FF - nail on the head as usual!

And we're back to me being awful again

We were syncing our planners and she "realized" how close the trip is and I could see her face twist into "the look.". My son was upstairs and I didn't want him to hear any of it so I left the room to get him back downstairs.  I'll admit I didn't say a word to my W.  It felt like we were heading right back into fight mode and anything I say would just make it worse.  Looking back I should have said something...

So now we're fighting... Or rather she's furious because she's "never heard" and is "the least important person in the house."
I explained why I left the room and apologized and acknowledged I should have at least said something to acknowledge I saw she was upset... But it's "too late."

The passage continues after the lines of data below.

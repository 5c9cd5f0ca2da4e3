//! Export matrix assembler
//!
//! Pipeline:
//! 1. quantity flow = parameter matrix × total quantity
//! 2. exported quantity per sector = proportion × export value ÷ implicit price
//! 3. insert the export column before the last column and subtract it from
//!    the domestic-flow column
//! 4. prices × export-price multiplier, with a default export price for
//!    export-eligible sectors
//! 5. final = prices × flow, rounded to 2 places, trimmed, with a row-sum
//!    `Total` column

use crate::assembly::AssemblyError;
use crate::core::matrix::SectorMatrix;
use serde::{Deserialize, Serialize};
use std::collections::BTreeMap;

/// Label of the appended row-sum column
pub const TOTAL_COLUMN: &str = "Total";

/// Column and row names used by the export pipeline
#[derive(Debug, Clone, PartialEq, Serialize, Deserialize)]
#[serde(default)]
pub struct ExportLayout {
    pub export_column: String,

    /// Column reduced by the exported quantity
    pub adjust_column: String,

    /// Last row kept in the final matrix
    pub final_row: String,

    /// Last column kept in the final matrix
    pub final_column: String,
}

impl Default for ExportLayout {
    fn default() -> Self {
        Self {
            export_column: "ExportToWorld".to_string(),
            adjust_column: "DomesticFinancialFlow".to_string(),
            final_row: "UrbanRetail".to_string(),
            final_column: "ExportToWorld".to_string(),
        }
    }
}

#[derive(Debug, Clone)]
pub struct ExportInputs {
    /// Sector × flow-column coefficients
    pub parameters: SectorMatrix,

    /// Sector × flow-column price formation
    pub prices: SectorMatrix,

    pub total_quantity: f64,

    /// Total export value (USD)
    pub export_value: f64,

    /// Sector → share of the export value
    pub export_proportions: BTreeMap<String, f64>,

    pub implicit_price: f64,

    /// Multiplier applied to every price
    pub export_price: f64,

    /// Price placed in the export column of export-eligible sectors
    pub default_export_value: f64,
}

#[derive(Debug, Clone)]
pub struct ExportMatrix {
    inputs: ExportInputs,
    layout: ExportLayout,
}

impl ExportMatrix {
    pub fn new(inputs: ExportInputs) -> Self {
        Self::with_layout(inputs, ExportLayout::default())
    }

    pub fn with_layout(inputs: ExportInputs, layout: ExportLayout) -> Self {
        Self { inputs, layout }
    }

    pub fn layout(&self) -> &ExportLayout {
        &self.layout
    }

    pub fn quantity_flow(&self) -> SectorMatrix {
        let mut flow = self.inputs.parameters.clone();
        flow.scale(self.inputs.total_quantity);
        flow
    }

    /// Sector → physical quantity exported
    pub fn exported_quantity(&self) -> BTreeMap<String, f64> {
        self.inputs
            .export_proportions
            .iter()
            .map(|(sector, share)| {
                let value = share * self.inputs.export_value;
                let quantity = if self.inputs.implicit_price == 0.0 {
                    0.0
                } else {
                    value / self.inputs.implicit_price
                };
                (sector.clone(), quantity)
            })
            .collect()
    }

    /// Insert the export column and net it out of the domestic flow
    ///
    /// Sectors absent from the flow are ignored.
    pub fn adjust_quantity_flow(
        &self,
        flow: &SectorMatrix,
        exported: &BTreeMap<String, f64>,
    ) -> Result<SectorMatrix, AssemblyError> {
        let mut adjusted = flow.clone();
        let at = adjusted.cols().len().saturating_sub(1);
        adjusted.insert_column(at, &self.layout.export_column, 0.0)?;

        for (sector, quantity) in exported {
            if adjusted.row_index(sector).is_some() {
                adjusted.set(sector, &self.layout.export_column, *quantity)?;
            }
        }

        if adjusted.col_index(&self.layout.adjust_column).is_some() {
            let sectors = adjusted.rows().to_vec();
            let exports = adjusted.column_values(&self.layout.export_column)?;
            for (sector, out) in sectors.iter().zip(exports) {
                let domestic = adjusted.get(sector, &self.layout.adjust_column)?;
                adjusted.set(sector, &self.layout.adjust_column, domestic - out)?;
            }
        }
        Ok(adjusted)
    }

    /// Scale prices and add the export column for `sectors`
    pub fn adjust_export_prices(&self, sectors: &[String]) -> Result<SectorMatrix, AssemblyError> {
        let mut prices = self.inputs.prices.clone();
        prices.scale(self.inputs.export_price);

        let at = prices.cols().len().saturating_sub(1);
        prices.insert_column(at, &self.layout.export_column, 0.0)?;
        for sector in sectors {
            if prices.row_index(sector).is_some() {
                prices.set(sector, &self.layout.export_column, self.inputs.default_export_value)?;
            }
        }
        Ok(prices)
    }

    /// Priced export matrix
    pub fn final_export_matrix(
        &self,
        flow: &SectorMatrix,
        prices: &SectorMatrix,
    ) -> Result<SectorMatrix, AssemblyError> {
        let mut product = prices.mul_aligned(flow)?;
        product.round_to(2);

        let trimmed = product.row_index(&self.layout.final_row).is_some()
            && product.col_index(&self.layout.final_column).is_some();
        if trimmed {
            product = product.slice_through(&self.layout.final_row, &self.layout.final_column)?;
        }

        if product.col_index(TOTAL_COLUMN).is_some() {
            product.remove_col(TOTAL_COLUMN)?;
        }
        product.append_total_col(TOTAL_COLUMN)?;
        Ok(product)
    }

    /// Run the whole pipeline
    pub fn calculate(&self) -> Result<SectorMatrix, AssemblyError> {
        let exported = self.exported_quantity();
        let flow = self.adjust_quantity_flow(&self.quantity_flow(), &exported)?;
        let sectors: Vec<String> = exported.keys().cloned().collect();
        let prices = self.adjust_export_prices(&sectors)?;
        self.final_export_matrix(&flow, &prices)
    }
}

Another 3 hour lecture of how awful I am.  Everything I said was skillfully returned as my fault or ate least not her's.

A few standouts though...
"if I ask you not to go and you go then you won't have a family to come home to.  I won't ask that but I'm just saying..."
"It's like this trip is more important than me!  You're basically willing to throw out whole relationship out so you can go!"
"I don't know if things would be better if you stayed, but I know they'd be easier.  The kids would be happy Dad's home."
"I also think the therapists is wrong- you staying wouldn't be detrimental.  I don't think it matters."
"So you know what, go on your trip.  Go have fun and we'll just see how things are when you get back."
"Everyone will be fine except me because I'm the least important person in this family"

That feels like a threat?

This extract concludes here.